Bien dommage que l’on ne joue presque jamais l’intégralité des vingt pièces des Visions fugitives opus 22 où on retrouve Prokofiev tour à tour lyrique, sarcastique, bucolique, rêveur, coléreux. Un réel joyau quand on s’offre le bonheur de savourer l’instant de ces pièces qui sont à la musique de Prokofiev ce que sont les Préludes à la musique de Chopin. Des instants fugitifs, des visions dont le compositeur a la géniale intuition de traduire l’essence.  

Bernadette Beyne (Fondatrice et rédactrice en chef de Crescendo magazine)
Dossier Prokofiev – #6 – La musique pour piano –
22/09/2016

Sergueï Prokofiev 1891-1953

Puisque tout est dit et bien dit dans cet article de la regrettée musicologue Bernadette Beyne sur les ‘Visions fugitives’, pourquoi ne pas en poursuivre l’édifiante lecture ?

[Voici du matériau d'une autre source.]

//! Session repository implementation.
//!
//! Sessions are keyed by email with a unique constraint, so each account
//! holds at most one server-side session row at any time.

use chrono::{DateTime, Utc};
use sqlx::PgPool;

use hirehub_core::error::{AppError, ErrorKind};
use hirehub_core::result::AppResult;
use hirehub_entity::session::Session;

/// Repository for server-side session rows.
#[derive(Debug, Clone)]
pub struct SessionRepository {
    pool: PgPool,
}

impl SessionRepository {
    /// Create a new session repository.
    pub fn new(pool: PgPool) -> Self {
        Self { pool }
    }

    /// Find the session row for an email, if one exists.
    pub async fn find_by_email(&self, email: &str) -> AppResult<Option<Session>> {
        sqlx::query_as::<_, Session>("SELECT * FROM sessions WHERE LOWER(email) = LOWER($1)")
            .bind(email)
            .fetch_optional(&self.pool)
            .await
            .map_err(|e| AppError::with_source(ErrorKind::Database, "Failed to find session", e))
    }

    /// Replace any existing session for `email` with a fresh one.
    ///
    /// The delete and insert run in a single transaction so a concurrent
    /// replace cannot leave two rows for the same email. If two replaces
    /// race, the unique constraint rejects the loser and the caller may
    /// retry; the winner's session is the live one.
    pub async fn replace_for_email(
        &self,
        email: &str,
        expires_at: DateTime<Utc>,
    ) -> AppResult<Session> {
        let mut tx = self.pool.begin().await.map_err(|e| {
            AppError::with_source(ErrorKind::Database, "Failed to begin transaction", e)
        })?;

        sqlx::query("DELETE FROM sessions WHERE LOWER(email) = LOWER($1)")
            .bind(email)
            .execute(&mut *tx)
            .await
            .map_err(|e| {
                AppError::with_source(ErrorKind::Database, "Failed to delete old session", e)
            })?;

        let session = sqlx::query_as::<_, Session>(
            "INSERT INTO sessions (email, invalidated, expires_at) \
             VALUES ($1, FALSE, $2) RETURNING *",
        )
        .bind(email)
        .bind(expires_at)
        .fetch_one(&mut *tx)
        .await
        .map_err(|e| match &e {
            sqlx::Error::Database(db) if db.constraint() == Some("sessions_email_key") => {
                AppError::conflict("Session was replaced concurrently")
            }
            _ => AppError::with_source(ErrorKind::Database, "Failed to create session", e),
        })?;

        tx.commit().await.map_err(|e| {
            AppError::with_source(ErrorKind::Database, "Failed to commit session replacement", e)
        })?;

        Ok(session)
    }

    /// Mark the session for `email` as invalidated.
    ///
    /// Invalidation is a tombstone rather than a delete: the row stays
    /// visible (until its expiry) so validity checks can distinguish
    /// "logged out" from "never logged in".
    pub async fn invalidate(&self, email: &str) -> AppResult<()> {
        sqlx::query("UPDATE sessions SET invalidated = TRUE WHERE LOWER(email) = LOWER($1)")
            .bind(email)
            .execute(&self.pool)
            .await
            .map_err(|e| {
                AppError::with_source(ErrorKind::Database, "Failed to invalidate session", e)
            })?;
        Ok(())
    }

    /// Remove the session row for `email`, if any.
    pub async fn delete_by_email(&self, email: &str) -> AppResult<()> {
        sqlx::query("DELETE FROM sessions WHERE LOWER(email) = LOWER($1)")
            .bind(email)
            .execute(&self.pool)
            .await
            .map_err(|e| {
                AppError::with_source(ErrorKind::Database, "Failed to delete session", e)
            })?;
        Ok(())
    }

    /// Remove all expired session rows. Returns the number deleted.
    pub async fn purge_expired(&self) -> AppResult<u64> {
        let result = sqlx::query("DELETE FROM sessions WHERE expires_at <= NOW()")
            .execute(&self.pool)
            .await
            .map_err(|e| {
                AppError::with_source(ErrorKind::Database, "Failed to purge expired sessions", e)
            })?;
        Ok(result.rows_affected())
    }
}
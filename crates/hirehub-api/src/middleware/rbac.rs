//! Role guards for route handlers.
//!
//! Roles are checked by exact match: an admin calling an employer route
//! is rejected just like an applicant would be. Routes that should serve
//! several roles list each one explicitly.

use hirehub_core::error::AppError;
use hirehub_entity::account::{Account, Role};

/// Checks that the account holds the applicant role.
pub fn require_applicant(account: &Account) -> Result<(), AppError> {
    require_role(account, Role::Applicant)
}

/// Checks that the account holds the employer role.
pub fn require_employer(account: &Account) -> Result<(), AppError> {
    require_role(account, Role::Employer)
}

/// Checks that the account holds the admin role.
pub fn require_admin(account: &Account) -> Result<(), AppError> {
    require_role(account, Role::Admin)
}

fn require_role(account: &Account, role: Role) -> Result<(), AppError> {
    if account.role != role {
        return Err(AppError::forbidden(format!("{role} access required")));
    }
    Ok(())
}
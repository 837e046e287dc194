//! Convenience result type alias for HireHub.

use crate::error::AppError;

/// A specialized `Result` type for HireHub operations.
///
/// This is defined as a convenience so that every crate does not need to
/// write `Result<T, AppError>` explicitly.
pub type AppResult<T> = Result<T, AppError>;
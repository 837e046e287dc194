//! Route guards and tower layers.

pub mod cors;
pub mod rbac;
//! Job application entity and status.

pub mod model;
pub mod status;

pub use model::{Application, CreateApplication};
pub use status::ApplicationStatus;
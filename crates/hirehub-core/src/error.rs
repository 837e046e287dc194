//! Unified application error types for HireHub.
//!
//! All crates map their internal errors into [`AppError`] for consistent
//! propagation through the ? operator.

use std::fmt;
use thiserror::Error;

/// Top-level error kind categorization used across the entire application.
#[derive(Debug, Clone, Copy, PartialEq, Eq, Hash, serde::Serialize, serde::Deserialize)]
pub enum ErrorKind {
    /// The requested resource was not found.
    NotFound,
    /// No usable credential was presented, or the credential resolved to
    /// no known identity.
    Unauthenticated,
    /// A credential or identity was presented but does not grant access
    /// (bad signature, expired token, role or ownership mismatch).
    Forbidden,
    /// Input validation failed.
    Validation,
    /// A conflict occurred (duplicate entry, concurrent modification, etc.).
    Conflict,
    /// A database error occurred.
    Database,
    /// A configuration error occurred.
    Configuration,
    /// An internal server error occurred.
    Internal,
}

impl fmt::Display for ErrorKind {
    fn fmt(&self, f: &mut fmt::Formatter<'_>) -> fmt::Result {
        match self {
            Self::NotFound => write!(f, "NOT_FOUND"),
            Self::Unauthenticated => write!(f, "UNAUTHENTICATED"),
            Self::Forbidden => write!(f, "FORBIDDEN"),
            Self::Validation => write!(f, "VALIDATION"),
            Self::Conflict => write!(f, "CONFLICT"),
            Self::Database => write!(f, "DATABASE"),
            Self::Configuration => write!(f, "CONFIGURATION"),
            Self::Internal => write!(f, "INTERNAL"),
        }
    }
}

/// The unified application error used throughout HireHub.
///
/// All crate-specific errors are mapped into `AppError` using `From` impls
/// or explicit `.map_err()` calls. This provides a single error type for
/// the entire application boundary.
#[derive(Debug, Error)]
#[error("{kind}: {message}")]
pub struct AppError {
    /// The category of error.
    pub kind: ErrorKind,
    /// A human-readable error message.
    pub message: String,
    /// Optional underlying cause.
    #[source]
    pub source: Option<Box<dyn std::error::Error + Send + Sync>>,
}

impl AppError {
    /// Create a new application error.
    pub fn new(kind: ErrorKind, message: impl Into<String>) -> Self {
        Self {
            kind,
            message: message.into(),
            source: None,
        }
    }

    /// Create a new application error with an underlying cause.
    pub fn with_source(
        kind: ErrorKind,
        message: impl Into<String>,
        source: impl std::error::Error + Send + Sync + 'static,
    ) -> Self {
        Self {
            kind,
            message: message.into(),
            source: Some(Box::new(source)),
        }
    }

    /// Create a not-found error.
    pub fn not_found(message: impl Into<String>) -> Self {
        Self::new(ErrorKind::NotFound, message)
    }

    /// Create an unauthenticated error.
    pub fn unauthenticated(message: impl Into<String>) -> Self {
        Self::new(ErrorKind::Unauthenticated, message)
    }

    /// Create a forbidden error.
    pub fn forbidden(message: impl Into<String>) -> Self {
        Self::new(ErrorKind::Forbidden, message)
    }

    /// Create a validation error.
    pub fn validation(message: impl Into<String>) -> Self {
        Self::new(ErrorKind::Validation, message)
    }

    /// Create a conflict error.
    pub fn conflict(message: impl Into<String>) -> Self {
        Self::new(ErrorKind::Conflict, message)
    }

    /// Create a database error.
    pub fn database(message: impl Into<String>) -> Self {
        Self::new(ErrorKind::Database, message)
    }

    /// Create a configuration error.
    pub fn configuration(message: impl Into<String>) -> Self {
        Self::new(ErrorKind::Configuration, message)
    }

    /// Create an internal error.
    pub fn internal(message: impl Into<String>) -> Self {
        Self::new(ErrorKind::Internal, message)
    }
}

impl Clone for AppError {
    fn clone(&self) -> Self {
        Self {
            kind: self.kind,
            message: self.message.clone(),
            source: None,
        }
    }
}

impl From<serde_json::Error> for AppError {
    fn from(err: serde_json::Error) -> Self {
        Self::with_source(
            ErrorKind::Internal,
            format!("JSON serialization error: {err}"),
            err,
        )
    }
}

impl From<config::ConfigError> for AppError {
    fn from(err: config::ConfigError) -> Self {
        Self::with_source(
            ErrorKind::Configuration,
            format!("Configuration error: {err}"),
            err,
        )
    }
}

Comme la plupart des artistes de son temps, il n’a pas échappé au courant symboliste et c’est à Constantin Balmont qu’il doit ces deux vers qui inspirèrent le cycle des Visions :
     “Dans chaque vision fugitive, je vois des mondes
      “Pleins de jeux changeants et irisés”.
Les Visions fugitives racontent, avec simplicité, questionnent, éveillent l’esprit, pirouettent, se parent d’élégance, évoquent une harpe pittoresque, content au coin du feu, se font féroces, attisent la Toccata, signent l’inquiétude, la poésie, un monde irréel ; décrivent aussi, comme l’avant-dernière vision inspirée à Prokofiev par la foule agitée dans les rues de Petrograd en février 1917. La suite des pièces ne suit pas la chronologie de la composition mais la succession d’états d’âme.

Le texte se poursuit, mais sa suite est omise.